The filling effect is temporary and lasts for about six months or longer in most people.

===Topical application===
Topically applied sodium hyaluronate can facilitate the absorption of biomacromolecules, i.e. pharmaceuticals, and function like a nanocarrier. Its effects on skin depend on the hyaluronate formulation and skin health: In barrier-deficient skin it restricted the delivery of biomacromolecules to the stratum corneum and viable epidermis.
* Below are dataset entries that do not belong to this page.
//! Session store: the JWT token pair and cached user profile.
//!
//! Exactly one session exists per client instance. The store is shared as
//! `Arc<SessionStore>` between the request pipeline and any view-layer
//! consumer; interior state sits behind an `RwLock` that is only held for
//! non-await critical sections. Concurrent `refresh()` calls are not
//! coalesced: each issues its own network call and the last writer wins.
//! Both renewed tokens are valid, so the race is benign.
//!
//! Every mutation of a token or profile field persists that field (or
//! removes its entry) synchronously, so a restart rehydrates identical
//! state. `logout` removes all three persisted entries.

use std::sync::{Arc, PoisonError, RwLock, RwLockReadGuard, RwLockWriteGuard};

use reqwest::{Method, StatusCode};
use serde::Deserialize;
use serde_json::Value;
use tracing::{debug, info, warn};

use crate::api::transport::{HttpTransport, RequestParts};

use super::error::AuthError;
use super::storage::{SessionKey, SessionStorage};
use super::token;

/// Login endpoint, relative to the API base URL.
const TOKEN_PATH: &str = "api/token/";

/// Refresh endpoint. The upstream service exposes this one without a
/// trailing slash.
const TOKEN_REFRESH_PATH: &str = "api/token/refresh";

/// Current-user profile endpoint.
const PROFILE_PATH: &str = "api/users/me/";

#[derive(Debug, Default)]
struct SessionState {
    access_token: Option<String>,
    refresh_token: Option<String>,
    user: Option<Value>,
}

#[derive(Debug, Deserialize)]
struct TokenPairResponse {
    access: String,
    refresh: String,
}

#[derive(Debug, Deserialize)]
struct TokenRefreshResponse {
    access: String,
}

pub struct SessionStore {
    base_url: String,
    transport: Arc<dyn HttpTransport>,
    storage: Arc<dyn SessionStorage>,
    state: RwLock<SessionState>,
}

impl SessionStore {
    /// Create a store hydrated from persisted storage.
    ///
    /// Each entry is read independently; an unreadable or corrupt entry is
    /// treated as absent.
    pub fn new(
        base_url: impl Into<String>,
        transport: Arc<dyn HttpTransport>,
        storage: Arc<dyn SessionStorage>,
    ) -> Self {
        let access_token = Self::load_entry(storage.as_ref(), SessionKey::AccessToken);
        let refresh_token = Self::load_entry(storage.as_ref(), SessionKey::RefreshToken);
        let user = Self::load_entry(storage.as_ref(), SessionKey::Profile).and_then(|raw| {
            match serde_json::from_str(&raw) {
                Ok(value) => Some(value),
                Err(e) => {
                    warn!(error = %e, "Ignoring corrupt persisted profile");
                    None
                }
            }
        });

        Self {
            base_url: base_url.into(),
            transport,
            storage,
            state: RwLock::new(SessionState {
                access_token,
                refresh_token,
                user,
            }),
        }
    }

    fn load_entry(storage: &dyn SessionStorage, key: SessionKey) -> Option<String> {
        match storage.load(key) {
            Ok(value) => value,
            Err(e) => {
                warn!(entry = key.name(), error = %e, "Failed to read persisted session entry");
                None
            }
        }
    }

    fn read(&self) -> RwLockReadGuard<'_, SessionState> {
        self.state.read().unwrap_or_else(PoisonError::into_inner)
    }

    fn write(&self) -> RwLockWriteGuard<'_, SessionState> {
        self.state.write().unwrap_or_else(PoisonError::into_inner)
    }

    fn endpoint(&self, path: &str) -> String {
        format!("{}/{}", self.base_url.trim_end_matches('/'), path)
    }

    // ===== Persistence =====

    fn persist(&self, key: SessionKey, value: &str) {
        if let Err(e) = self.storage.store(key, value) {
            warn!(entry = key.name(), error = %e, "Failed to persist session entry");
        }
    }

    fn unpersist(&self, key: SessionKey) {
        if let Err(e) = self.storage.remove(key) {
            warn!(entry = key.name(), error = %e, "Failed to remove persisted session entry");
        }
    }

    // ===== State accessors =====

    pub fn access_token(&self) -> Option<String> {
        self.read().access_token.clone()
    }

    pub fn refresh_token(&self) -> Option<String> {
        self.read().refresh_token.clone()
    }

    /// The cached user profile, verbatim as the server returned it.
    pub fn user(&self) -> Option<Value> {
        self.read().user.clone()
    }

    pub fn is_access_token_expired(&self) -> bool {
        let state = self.read();
        state.access_token.as_deref().map_or(true, token::is_expired)
    }

    pub fn is_refresh_token_expired(&self) -> bool {
        let state = self.read();
        state
            .refresh_token
            .as_deref()
            .map_or(true, token::is_expired)
    }

    pub fn is_authenticated(&self) -> bool {
        let state = self.read();
        match (&state.access_token, &state.refresh_token) {
            (Some(access), Some(refresh)) => {
                !token::is_expired(access) && !token::is_expired(refresh)
            }
            _ => false,
        }
    }

    /// Access token to attach to an outgoing request: present and unexpired,
    /// or nothing.
    pub(crate) fn bearer_for_request(&self) -> Option<String> {
        let state = self.read();
        state
            .access_token
            .as_ref()
            .filter(|t| !token::is_expired(t))
            .cloned()
    }

    /// Whether a 401 is worth a refresh attempt: refresh token present and
    /// unexpired.
    pub(crate) fn has_usable_refresh_token(&self) -> bool {
        let state = self.read();
        state
            .refresh_token
            .as_deref()
            .is_some_and(|t| !token::is_expired(t))
    }

    // ===== Operations =====

    /// Exchange credentials for a token pair.
    ///
    /// Any existing session is cleared first. On success both tokens are
    /// stored and persisted, and the user profile is fetched best-effort -
    /// a profile failure does not fail the login.
    pub async fn login(&self, username: &str, password: &str) -> Result<(), AuthError> {
        self.logout();

        debug!(username, "Logging in");
        let request = RequestParts::new(Method::POST, self.endpoint(TOKEN_PATH)).with_body(
            serde_json::json!({ "username": username, "password": password }),
        );
        let response = self
            .transport
            .send(request)
            .await
            .map_err(|e| AuthError::Unknown(e.to_string()))?;

        if response.status == StatusCode::UNAUTHORIZED {
            return Err(AuthError::InvalidCredentials);
        }
        if !response.status.is_success() {
            return Err(AuthError::ServerError(response.status));
        }

        let tokens: TokenPairResponse = serde_json::from_str(&response.body)
            .map_err(|e| AuthError::Unknown(format!("Unexpected token response: {}", e)))?;

        {
            let mut state = self.write();
            state.access_token = Some(tokens.access.clone());
            state.refresh_token = Some(tokens.refresh.clone());
        }
        self.persist(SessionKey::AccessToken, &tokens.access);
        self.persist(SessionKey::RefreshToken, &tokens.refresh);
        info!(username, "Logged in");

        self.fetch_profile().await;
        Ok(())
    }

    /// Mint a new access token from the stored refresh token.
    ///
    /// Only *presence* of the refresh token is checked here; the server's
    /// verdict on an expired one is authoritative. Any failure clears the
    /// whole session.
    pub async fn refresh(&self) -> Result<(), AuthError> {
        let Some(refresh_token) = self.refresh_token() else {
            self.logout();
            return Err(AuthError::MissingRefreshToken);
        };

        debug!("Refreshing access token");
        let request = RequestParts::new(Method::POST, self.endpoint(TOKEN_REFRESH_PATH))
            .with_body(serde_json::json!({ "refresh": refresh_token }));
        let response = match self.transport.send(request).await {
            Ok(response) => response,
            Err(e) => {
                warn!(error = %e, "Token refresh request failed");
                self.logout();
                return Err(AuthError::RefreshFailed);
            }
        };

        if !response.status.is_success() {
            warn!(status = %response.status, "Token refresh rejected");
            self.logout();
            return Err(AuthError::RefreshFailed);
        }

        let Ok(renewed) = serde_json::from_str::<TokenRefreshResponse>(&response.body) else {
            warn!("Unexpected token refresh response");
            self.logout();
            return Err(AuthError::RefreshFailed);
        };

        self.write().access_token = Some(renewed.access.clone());
        self.persist(SessionKey::AccessToken, &renewed.access);
        debug!("Access token renewed");
        Ok(())
    }

    /// Fetch the current user's profile, best-effort.
    ///
    /// On any failure the condition is logged and the previously cached
    /// profile is left untouched.
    pub async fn fetch_profile(&self) {
        let request = RequestParts::new(Method::GET, self.endpoint(PROFILE_PATH))
            .with_bearer(self.access_token());
        let response = match self.transport.send(request).await {
            Ok(response) => response,
            Err(e) => {
                warn!(error = %e, "Failed to fetch user profile");
                return;
            }
        };

        if !response.status.is_success() {
            warn!(status = %response.status, "Failed to fetch user profile");
            return;
        }

        let profile: Value = match serde_json::from_str(&response.body) {
            Ok(value) => value,
            Err(e) => {
                warn!(error = %e, "Failed to parse user profile");
                return;
            }
        };

        debug!("Fetched user profile");
        self.write().user = Some(profile.clone());
        self.persist(SessionKey::Profile, &profile.to_string());
    }

    /// Clear the session, in memory and in persisted storage. Idempotent.
    pub fn logout(&self) {
        {
            let mut state = self.write();
            state.access_token = None;
            state.refresh_token = None;
            state.user = None;
        }
        self.unpersist(SessionKey::AccessToken);
        self.unpersist(SessionKey::RefreshToken);
        self.unpersist(SessionKey::Profile);
        debug!("Logged out");
    }
}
In normal skin, low-molecular weight hyaluronate (5 kDa) enhanced penetration into the epidermis.

Transepidermal water loss increased by 55.5% with low-molecular weight, and was reduced by 28% with crosslinked resilient, and by 16% with HMW. Its efficacy against wrinkles has not been tested in clinical trials.
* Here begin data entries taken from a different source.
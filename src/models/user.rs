use serde::{Deserialize, Serialize};
use serde_json::{Map, Value};

/// A user account as returned by the API.
///
/// Unknown fields are preserved in `extra` so the profile round-trips
/// verbatim through persistence.
#[derive(Debug, Clone, Serialize, Deserialize)]
pub struct User {
    pub id: i64,
    pub username: String,
    #[serde(default)]
    pub first_name: String,
    #[serde(default)]
    pub last_name: String,
    #[serde(default)]
    pub email: String,
    #[serde(default)]
    pub is_staff: bool,
    #[serde(default)]
    pub is_active: bool,
    #[serde(flatten)]
    pub extra: Map<String, Value>,
}

impl User {
    pub fn full_name(&self) -> String {
        let name = format!("{} {}", self.first_name, self.last_name);
        let name = name.trim();
        if name.is_empty() {
            self.username.clone()
        } else {
            name.to_string()
        }
    }
}
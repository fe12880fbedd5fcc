//! Authentication module for managing the user session.
//!
//! This module provides:
//! - `SessionStore`: the JWT access/refresh token pair and cached profile,
//!   with login / refresh / logout operations and derived expiry predicates
//! - `SessionStorage`: durable client-side storage for the session fields,
//!   with file, OS-keychain, and in-memory backends
//! - `token`: expiry inspection of the JWT `exp` claim
//!
//! The session survives a restart: each field is persisted as its own
//! storage entry and rehydrated when the store is constructed.

pub mod error;
pub mod session;
pub mod storage;
pub mod token;

pub use error::AuthError;
pub use session::SessionStore;
pub use storage::{FileStorage, KeyringStorage, MemoryStorage, SessionKey, SessionStorage};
Dry, scaly skin, such as that caused by atopic dermatitis, may be treated with lotion or another skin product containing sodium hyaluronate as its active ingredient.

After instillation into the lung, higher molecular weight hyaluronate appears to persist longer in the lung but if > 215 kD there was poor lung penetration and mucociliary clearance. Hyaluronate could allow access to lymph nodes draining the pulmonary bed.

===Intravesical instillation===
Sodium hyaluronate can be instilled into the bladder for the treatment of various forms of cystitis and associated bladder pain, by replenishing the glycosaminoglycan layer of the bladder urothelium.

==Contraindications==
Sodium hyaluronate has a very low incidence of side effects, however it is contraindicated in people who are sensitive to hyaluronate preparations. If being administered as an intra-articular injection, it should not be given when there are infections or skin disease at the injection site.

==History==
In the late 1970s and early 1980s the material was used with the brand names of Hylartin and Hylartin Vetused in human and veterinary clinical trials (race horses) to treat osteoarthritis. The first commercially sold sodium hyaluronate had been developed by Endre Alexander Balazs under the brand name of Healon, manufactured by Pharmacia AB in Sweden in 1980.
In 1986, sodium hyaluronate was used as an intra-articular injection to treat osteoarthritis of the knee with the product Hyalart/Hyalgan by Fidia of Italy.